What you will do: Throughout the listing below, copy each line containing "super".

Exercise inputs:
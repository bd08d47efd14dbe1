#![allow(clippy::unwrap_used, clippy::expect_used)]

use apiforge::spec::{flatten_endpoints, load_document, load_document_file, search, InvalidSpecError};
use std::io::Write;

const YAML_SPEC: &str = r#"openapi: 3.0.3
info:
  title: Booking API
  version: "2.1.0"
servers:
  - url: https://api.booking.test/v2
paths:
  /rooms:
    get:
      operationId: list_rooms
      summary: List available rooms
      parameters:
        - name: city
          in: query
          required: true
          schema: { type: string }
    post:
      operationId: create_room
      requestBody:
        content:
          application/json:
            schema:
              type: object
              properties:
                name: { type: string }
  /rooms/{id}:
    parameters:
      - name: id
        in: path
        required: true
        schema: { type: string }
    get:
      operationId: get_room
"#;

#[test]
fn test_load_yaml_and_json_give_identical_catalogs() {
    let from_yaml = load_document(YAML_SPEC).unwrap();

    let value: serde_json::Value = serde_yaml::from_str(YAML_SPEC).unwrap();
    let from_json = load_document(&serde_json::to_string(&value).unwrap()).unwrap();

    assert_eq!(from_yaml.title, "Booking API");
    assert_eq!(from_yaml.title, from_json.title);
    assert_eq!(from_yaml.base_url.as_deref(), Some("https://api.booking.test/v2"));

    let eps_yaml = flatten_endpoints(&from_yaml);
    let eps_json = flatten_endpoints(&from_json);
    let keys_yaml: Vec<String> = eps_yaml.iter().map(|e| e.key()).collect();
    let keys_json: Vec<String> = eps_json.iter().map(|e| e.key()).collect();
    assert_eq!(keys_yaml, keys_json);
    assert_eq!(
        keys_yaml,
        vec!["GET /rooms", "POST /rooms", "GET /rooms/{id}"]
    );
}

#[test]
fn test_load_from_file() {
    let dir = tempfile::tempdir().unwrap();
    let path = dir.path().join("openapi.yaml");
    let mut file = std::fs::File::create(&path).unwrap();
    file.write_all(YAML_SPEC.as_bytes()).unwrap();

    let doc = load_document_file(&path).unwrap();
    assert_eq!(flatten_endpoints(&doc).len(), 3);
}

#[test]
fn test_invalid_document_rejected() {
    let err = load_document(r#"{"foo": "bar"}"#).unwrap_err();
    assert_eq!(err, InvalidSpecError::MissingVersionMarker);

    // a marker alone is enough; an empty paths map yields an empty catalog
    let doc = load_document(r#"{"openapi": "3.0.0", "paths": {}}"#).unwrap();
    assert!(flatten_endpoints(&doc).is_empty());

    // missing paths is not an error either
    let doc = load_document(r#"{"swagger": "2.0"}"#).unwrap();
    assert!(flatten_endpoints(&doc).is_empty());
}

#[test]
fn test_flattening_preserves_source_order_not_alphabetical() {
    let doc = load_document(
        r#"{"openapi": "3.0.0", "paths": {
            "/b": {"get": {}},
            "/a": {"get": {}, "delete": {}}
        }}"#,
    )
    .unwrap();
    let keys: Vec<String> = flatten_endpoints(&doc).iter().map(|e| e.key()).collect();
    assert_eq!(keys, vec!["GET /b", "GET /a", "DELETE /a"]);
}

#[test]
fn test_duplicate_method_entries_last_wins() {
    // "get" and "GET" collapse onto the same endpoint key
    let doc = load_document(
        r#"{"openapi": "3.0.0", "paths": {
            "/x": {"get": {"summary": "first"}, "GET": {"summary": "second"}}
        }}"#,
    )
    .unwrap();
    let eps = flatten_endpoints(&doc);
    assert_eq!(eps.len(), 1);
    assert_eq!(eps[0].summary.as_deref(), Some("second"));
}

#[test]
fn test_malformed_path_items_degrade() {
    let doc = load_document(
        r#"{"openapi": "3.0.0", "paths": {
            "/ok": {"get": {}},
            "/broken": "not an object",
            "/also-ok": {"post": {"parameters": "not a list"}}
        }}"#,
    )
    .unwrap();
    let keys: Vec<String> = flatten_endpoints(&doc).iter().map(|e| e.key()).collect();
    assert_eq!(keys, vec!["GET /ok", "POST /also-ok"]);
}

#[test]
fn test_search_is_case_insensitive_and_order_preserving() {
    let doc = load_document(YAML_SPEC).unwrap();
    let eps = flatten_endpoints(&doc);

    assert_eq!(search(&eps, "").len(), 3);
    let rooms = search(&eps, "ROOMS");
    assert_eq!(rooms.len(), 3);
    assert_eq!(rooms[0].key(), "GET /rooms");

    assert_eq!(search(&eps, "available").len(), 1);
    assert_eq!(search(&eps, "create_room").len(), 1);
    assert!(search(&eps, "payments").is_empty());
}
use super::load::SpecDocument;
use super::types::{EndpointDescriptor, ParameterLocation, ParameterSpec};
use serde_json::Value;

const METHODS: [&str; 8] = [
    "get", "post", "put", "delete", "patch", "options", "head", "trace",
];

/// Extract parameter metadata from a raw `parameters` array
///
/// Entries that are not object-shaped or have no `name` are skipped; a
/// malformed parameter never blocks the rest of the catalog.
///
/// # Arguments
///
/// * `params` - The raw `parameters` value from a path item or operation
///
/// # Returns
///
/// Parameter metadata in source order
pub fn extract_parameters(params: Option<&Value>) -> Vec<ParameterSpec> {
    let mut out = Vec::new();
    let Some(list) = params.and_then(Value::as_array) else {
        return out;
    };
    for entry in list {
        let Some(obj) = entry.as_object() else {
            continue;
        };
        let Some(name) = obj.get("name").and_then(Value::as_str) else {
            tracing::debug!("skipping parameter without a name");
            continue;
        };
        let location = obj
            .get("in")
            .and_then(Value::as_str)
            .map(ParameterLocation::from_in_field)
            .unwrap_or(ParameterLocation::Query);
        let examples = obj
            .get("examples")
            .map(|ex| match ex {
                // OpenAPI 3 keyed examples: values in source order
                Value::Object(map) => map
                    .values()
                    .map(|v| v.get("value").cloned().unwrap_or_else(|| v.clone()))
                    .collect(),
                // Swagger-style plain list
                Value::Array(list) => list.clone(),
                other => vec![other.clone()],
            })
            .unwrap_or_default();

        out.push(ParameterSpec {
            name: name.to_string(),
            location,
            required: obj.get("required").and_then(Value::as_bool).unwrap_or(false),
            schema: obj.get("schema").cloned(),
            example: obj.get("example").cloned(),
            examples,
        });
    }
    out
}

/// Flatten a document's `paths` into an ordered endpoint catalog
///
/// Paths iterate in the order their keys appear in the source document, and
/// each path item's method keys iterate in source order too; the UI lists
/// endpoints in exactly this order. Only HTTP method keys are kept; `summary`,
/// `servers`, vendor extensions and the like are ignored at this level.
/// Path-item `parameters` are prepended to each operation's own list.
///
/// Duplicate `(method, path)` pairs keep the last occurrence.
pub fn flatten_endpoints(doc: &SpecDocument) -> Vec<EndpointDescriptor> {
    let mut endpoints: Vec<EndpointDescriptor> = Vec::new();

    let Some(paths) = doc.paths() else {
        return endpoints;
    };

    for (path, item) in paths {
        let Some(item_obj) = item.as_object() else {
            tracing::warn!(path = %path, "skipping non-object path item");
            continue;
        };
        let shared_params = extract_parameters(item_obj.get("parameters"));

        for (key, operation) in item_obj {
            let method_lower = key.to_ascii_lowercase();
            if !METHODS.contains(&method_lower.as_str()) {
                continue;
            }
            let op = operation.as_object();

            let mut parameters = shared_params.clone();
            parameters.extend(extract_parameters(
                op.and_then(|o| o.get("parameters")),
            ));

            let descriptor = EndpointDescriptor {
                method: method_lower.to_ascii_uppercase(),
                path: path.clone(),
                summary: op
                    .and_then(|o| o.get("summary"))
                    .and_then(Value::as_str)
                    .map(str::to_string),
                operation_id: op
                    .and_then(|o| o.get("operationId"))
                    .and_then(Value::as_str)
                    .map(str::to_string),
                parameters,
                request_body: op
                    .and_then(|o| o.get("requestBody"))
                    .and_then(|rb| rb.get("content"))
                    .cloned(),
                security: op.and_then(|o| o.get("security")).cloned(),
            };

            // last write wins on duplicate (method, path)
            if let Some(existing) = endpoints
                .iter_mut()
                .find(|e| e.method == descriptor.method && e.path == descriptor.path)
            {
                *existing = descriptor;
            } else {
                endpoints.push(descriptor);
            }
        }
    }

    endpoints
}

/// Filter a catalog by a case-insensitive substring query
///
/// The match runs over `"{method} {path} {summary} {operationId}"` per
/// endpoint. An empty query returns the full list, order preserved.
pub fn search<'a>(
    endpoints: &'a [EndpointDescriptor],
    query: &str,
) -> Vec<&'a EndpointDescriptor> {
    let needle = query.trim().to_lowercase();
    if needle.is_empty() {
        return endpoints.iter().collect();
    }
    endpoints
        .iter()
        .filter(|e| e.search_text().to_lowercase().contains(&needle))
        .collect()
}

Solution to the problem:
use super::load::SpecDocument;
use super::types::{EndpointDescriptor, ParameterLocation, ParameterSpec};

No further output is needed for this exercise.